Again, someone in the White House forgot recent political history or chose to ignore it. To sell the infrastructure deal, Biden’s White House released an update of “Life of Julia” with a protagonist named Linda. Again, Linda doesn’t get far in life unless the government helps her and her child out:

That was less than a month ago. Lesson not learned.

This, needless to say, got a lot of play on Twitter — although most of the thoughts fell into one of two categories, neatly illustrated by Fox News producer Will Ricciardella and conservative Twitterer Stephen L. Miller, aka @redsteeze:

So first: No, the left can’t meme. Dissecting what a meme is supposed to do is boring and pedantic, so suffice it to say they’re supposed to be funny and make a point. The humor here is totally unintentional. The point? That Texting Infrastructure Boy is parroting White House talking points on the infrastructure and spending plans being so totally awesome. This is the fallacy of the argument from authority — made even worse considering the authority, in this case, is a teenage boy who writes about infrastructure in run-on sentences and without capitalization.

As for the second count — the prospect of a “38 state wipe out” or something similar  — it’s difficult to see a scenario in which the administration doesn’t face some electoral reckoning for the utter shambles they’ve made of things, both big and small.

Say what you will about Barack Obama — I’ve said plenty, myself — he was a man who could survive Pajama Boy. For his multifarious flaws, he was an energetic political athlete. Joe Biden’s polling is bad and Vice President Kamala Harris’ is worse.
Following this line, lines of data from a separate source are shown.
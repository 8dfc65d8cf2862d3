//! Pathways Archive - static archive of approved general-education proposals
//!
//! This library reads the preserved databases of the retired Queens College
//! Pathways proposal system and renders an HTML archive of every approved
//! proposal, grouped by category, with the justification text submitted for
//! each review criterion and the course's current catalog standing.
//!
//! # Architecture
//!
//! The crate is a linear pipeline:
//!
//! - `storage`: read-only SQLite access to the catalog and curriculum databases
//! - `codec`: decoder for the legacy serialized justification payloads
//! - `services`: criteria taxonomy and proposal grouping
//! - `reports`: the HTML archive document and a terminal summary
//! - `export`: CSV and JSON forms of the grouped approvals
//! - `config`: settings and path management
//! - `cli`: command handlers used by the binary
//!
//! # Example
//!
//! ```rust,ignore
//! use pathways_archive::config::Settings;
//!
//! let archive = pathways_archive::cli::load_archive(&Settings::default())?;
//! archive.render(&mut std::io::stdout())?;
//! ```

pub mod cli;
pub mod codec;
pub mod config;
pub mod error;
pub mod export;
pub mod models;
pub mod reports;
pub mod services;
pub mod storage;

pub use error::{ArchiveError, ArchiveResult};
//! User settings for the archive generator
//!
//! Holds the source database locations and the few institution-specific
//! knobs the pipeline consults.

use serde::{Deserialize, Serialize};

use super::paths::ArchivePaths;
use crate::error::ArchiveError;
use crate::models::DesignationRule;

/// Settings for an archive run
#[derive(Debug, Clone, PartialEq, Serialize, Deserialize)]
pub struct Settings {
    /// Schema version for migration support
    #[serde(default = "default_schema_version")]
    pub schema_version: u32,

    /// Location of the current course catalog database
    #[serde(default = "default_catalog_db")]
    pub catalog_db: String,

    /// Location of the curriculum workflow/history database
    #[serde(default = "default_curriculum_db")]
    pub curriculum_db: String,

    /// Institution filter for catalog rows (case-insensitive substring)
    #[serde(default = "default_institution")]
    pub institution: String,

    /// Only proposals with a larger id count toward the title date range
    #[serde(default = "default_date_range_min_proposal")]
    pub date_range_min_proposal: i64,

    /// How wrapped designation codes are reduced to their inner code
    #[serde(default)]
    pub designation: DesignationRule,
}

fn default_schema_version() -> u32 {
    1
}

fn default_catalog_db() -> String {
    "cuny_curriculum.db".to_string()
}

fn default_curriculum_db() -> String {
    "curric.db".to_string()
}

fn default_institution() -> String {
    "qns".to_string()
}

fn default_date_range_min_proposal() -> i64 {
    160
}

impl Default for Settings {
    fn default() -> Self {
        Self {
            schema_version: default_schema_version(),
            catalog_db: default_catalog_db(),
            curriculum_db: default_curriculum_db(),
            institution: default_institution(),
            date_range_min_proposal: default_date_range_min_proposal(),
            designation: DesignationRule::default(),
        }
    }
}

impl Settings {
    /// Load settings from disk, or fall back to defaults if the file doesn't exist
    pub fn load_or_create(paths: &ArchivePaths) -> Result<Self, ArchiveError> {
        let settings_path = paths.settings_file();

        if settings_path.exists() {
            let contents = std::fs::read_to_string(&settings_path)
                .map_err(|e| ArchiveError::Io(format!("Failed to read settings file: {}", e)))?;

            let settings: Settings = serde_json::from_str(&contents).map_err(|e| {
                ArchiveError::Config(format!("Failed to parse settings file: {}", e))
            })?;

            Ok(settings)
        } else {
            Ok(Settings::default())
        }
    }

    /// Save settings to disk
    pub fn save(&self, paths: &ArchivePaths) -> Result<(), ArchiveError> {
        paths.ensure_directories()?;

        let contents = serde_json::to_string_pretty(self)
            .map_err(|e| ArchiveError::Config(format!("Failed to serialize settings: {}", e)))?;

        std::fs::write(paths.settings_file(), contents)
            .map_err(|e| ArchiveError::Io(format!("Failed to write settings file: {}", e)))?;

        Ok(())
    }

    /// Apply command-line overrides on top of the persisted settings
    pub fn with_overrides(
        mut self,
        catalog_db: Option<String>,
        curriculum_db: Option<String>,
        institution: Option<String>,
    ) -> Self {
        if let Some(path) = catalog_db {
            self.catalog_db = path;
        }
        if let Some(path) = curriculum_db {
            self.curriculum_db = path;
        }
        if let Some(inst) = institution {
            self.institution = inst;
        }
        self
    }
}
The two lack all energy and charisma — something the administration has increasingly turned to Transportation Secretary Pete Buttigieg as of late to provide.
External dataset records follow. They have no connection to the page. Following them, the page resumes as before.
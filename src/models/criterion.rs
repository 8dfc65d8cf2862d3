//! Review criteria (prompts)

use serde::{Deserialize, Serialize};

/// Abbreviation prefixes of bookkeeping rows in the criteria table that are
/// not review prompts
const ADMINISTRATIVE_PREFIXES: [&str; 4] = ["admin", "fix", "new", "rev"];

/// A named requirement a proposal must justify satisfying
#[derive(Debug, Clone, PartialEq, Eq, Serialize, Deserialize)]
pub struct Criterion {
    pub abbr: String,
    pub prompt: String,
}

impl Criterion {
    /// Build a criterion from the stored full text, dropping its leading
    /// `LABEL:` and collapsing doubled spaces
    pub fn from_full_text(abbr: impl Into<String>, full_text: &str) -> Self {
        let body = match full_text.split_once(':') {
            Some((_, rest)) => rest,
            None => full_text,
        };
        Self {
            abbr: abbr.into(),
            prompt: body.trim().replace("  ", " "),
        }
    }

    /// Check whether an abbreviation names a bookkeeping row rather than a prompt
    pub fn is_administrative(abbr: &str) -> bool {
        let lower = abbr.to_lowercase();
        ADMINISTRATIVE_PREFIXES
            .iter()
            .any(|prefix| lower.starts_with(prefix))
    }
}
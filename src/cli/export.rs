//! CLI command for data export
//!
//! Writes the grouped approvals in a machine-readable format.

use std::io::Write;
use std::path::PathBuf;

use clap::ValueEnum;

use crate::config::Settings;
use crate::error::ArchiveResult;
use crate::export::{export_approvals_csv, export_archive_json};

use super::{load_archive, output_writer};

/// Export format options
#[derive(Debug, Clone, Copy, PartialEq, Eq, ValueEnum)]
pub enum ExportFormat {
    /// One row per archived course
    Csv,
    /// Criteria and courses per category, with justification text
    Json,
}

/// Handle the export command
pub fn handle_export_command(
    settings: &Settings,
    format: ExportFormat,
    output: Option<PathBuf>,
    pretty: bool,
) -> ArchiveResult<()> {
    let archive = load_archive(settings)?;
    let mut writer = output_writer(output.as_deref())?;

    match format {
        ExportFormat::Csv => export_approvals_csv(&archive, &mut writer)?,
        ExportFormat::Json => export_archive_json(&archive, &mut writer, pretty)?,
    }
    writer.flush()?;

    if let Some(path) = output {
        eprintln!("Archive exported to: {}", path.display());
    }
    Ok(())
}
Is the Biden administration falling flat as it tries to sell its agenda to the public?

When Buttigieg’s Department of Transportation thinks this is the kind of memery that gets across to the kids, it indicates he might not be the guy you want to turn to. Nobody at NBC News is going to be writing an article called, “You are not supposed to like Texting Infrastructure Boy.”

In short: It’s a long way to 2024, but if the Biden administration keeps picking at the worst parts of the Obama carcass, a “38 state wipe out” may be spotting the administration a kindness.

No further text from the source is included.